Der Fachkräftemangel ist seit vielen Jahren ein Thema, auch in der Schweiz, denn viele Ostschweizer Unternehmen haben Schwierigkeiten geeignetes Personal zu finden. Ingenieurinnen und Ingenieure sowie Technikerinnen und Techniker werden am meisten gesucht. Das Problem: ein Großteil der benötigten Spezialisten wird in Zürich ausgebildet, ist dort sozial verankert und sucht nicht nach einem Job in der Ostschweiz. Eine Thematik, die auch Meteomatics im Bewerbungsprozess zu spüren bekommt. Derzeit zählt die St. Galler Firma mit den beiden Vertriebsstandorten in Exeter (UK) und Berlin (Deutschland) 30 Angestellte.

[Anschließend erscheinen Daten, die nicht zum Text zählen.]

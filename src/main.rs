// Copyright (c) 2025 Erick Bourgeois, firestoned
// SPDX-License-Identifier: MIT

use anyhow::Result;
use clap::Parser;
use kube::Client;
use meshvet::{
    config::{Cli, OutputFormat, SourceKind},
    constants::{EXIT_CODE_FINDINGS, TOKIO_WORKER_THREADS},
    finding::ContentHashIdentifier,
    metrics::gather_metrics,
    report::{finding_count, render_json, render_text},
    source::{cluster::ClusterSource, manifest::ManifestSource, VirtualServiceSource},
    vetters::{conflicting_vs_host::ConflictingVirtualServiceHost, VetterRegistry},
};
use std::sync::Arc;
use tracing::{debug, error, info};

fn main() -> Result<()> {
    let cli = Cli::parse();
    cli.validate()?;

    let runtime = tokio::runtime::Builder::new_multi_thread()
        .worker_threads(TOKIO_WORKER_THREADS)
        .thread_name("meshvet")
        .enable_all()
        .build()?;

    let findings = runtime.block_on(async_main(cli.clone()))?;

    if cli.fail_on_findings && findings > 0 {
        std::process::exit(EXIT_CODE_FINDINGS);
    }
    Ok(())
}

fn init_logging() {
    // Logs go to stderr so stdout carries only the report.
    //
    // Respects RUST_LOG environment variable if set, otherwise defaults to INFO level
    // Example: RUST_LOG=debug meshvet
    //
    // Respects RUST_LOG_FORMAT environment variable for output format
    // Example: RUST_LOG_FORMAT=json meshvet
    let env_filter = tracing_subscriber::EnvFilter::try_from_default_env()
        .unwrap_or_else(|_| tracing_subscriber::EnvFilter::new("info"));

    let log_format = std::env::var("RUST_LOG_FORMAT").unwrap_or_else(|_| "text".to_string());

    match log_format.to_lowercase().as_str() {
        "json" => {
            tracing_subscriber::fmt()
                .with_env_filter(env_filter)
                .with_writer(std::io::stderr)
                .with_file(true)
                .with_line_number(true)
                .with_thread_names(true)
                .with_target(false)
                .json()
                .init();
        }
        _ => {
            tracing_subscriber::fmt()
                .with_env_filter(env_filter)
                .with_writer(std::io::stderr)
                .with_file(true)
                .with_line_number(true)
                .with_thread_names(true)
                .with_target(false)
                .with_ansi(true)
                .compact()
                .init();
        }
    }
}

/// Run every registered vetter, print the report and return the finding count.
async fn async_main(cli: Cli) -> Result<usize> {
    init_logging();

    info!("Starting meshvet");
    debug!(?cli, "Parsed command line");

    let source = build_source(&cli).await?;
    let registry = build_registry(&cli, source);

    info!(vetters = registry.len(), "Running vetters");
    let reports = match registry.run_all().await {
        Ok(reports) => reports,
        Err(e) => {
            error!("Vetting failed: {e}");
            return Err(e.into());
        }
    };

    let output = match cli.output {
        OutputFormat::Text => render_text(&reports),
        OutputFormat::Json => render_json(&reports)?,
    };
    println!("{output}");

    let findings = finding_count(&reports);
    info!(findings, "Vetting complete");

    if cli.print_metrics {
        eprintln!("{}", gather_metrics()?);
    }

    Ok(findings)
}

async fn build_source(cli: &Cli) -> Result<Arc<dyn VirtualServiceSource>> {
    match cli.source {
        SourceKind::Manifest => {
            debug!(files = cli.files.len(), "Reading VirtualServices from manifests");
            Ok(Arc::new(ManifestSource::new(cli.files.clone())))
        }
        SourceKind::Cluster => {
            debug!("Initializing Kubernetes client");
            let client = Client::try_default().await?;
            debug!("Kubernetes client initialized successfully");
            Ok(Arc::new(
                ClusterSource::new(client, cli.mesh_scope()).with_namespace(cli.namespace.clone()),
            ))
        }
    }
}

/// Every check is registered here, once, with its collaborators injected.
fn build_registry(cli: &Cli, source: Arc<dyn VirtualServiceSource>) -> VetterRegistry {
    VetterRegistry::new().with(Arc::new(ConflictingVirtualServiceHost::new(
        source,
        Arc::new(cli.normalizer()),
        Arc::new(ContentHashIdentifier),
    )))
}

„Für die Verarbeitung von komplexen Wetterdaten und die Weiterentwicklung werden durchaus weitere Mitarbeiter benötigt. Unser Team hat Wachstumspotenzial.“, so Dr. Martin Fengler, Geschäftsführer der Meteomatics gegenüber dem Leader. Die meisten Stellen sind daher vor allem im Bereich der Software- und Drohnenentwicklung ausgeschrieben.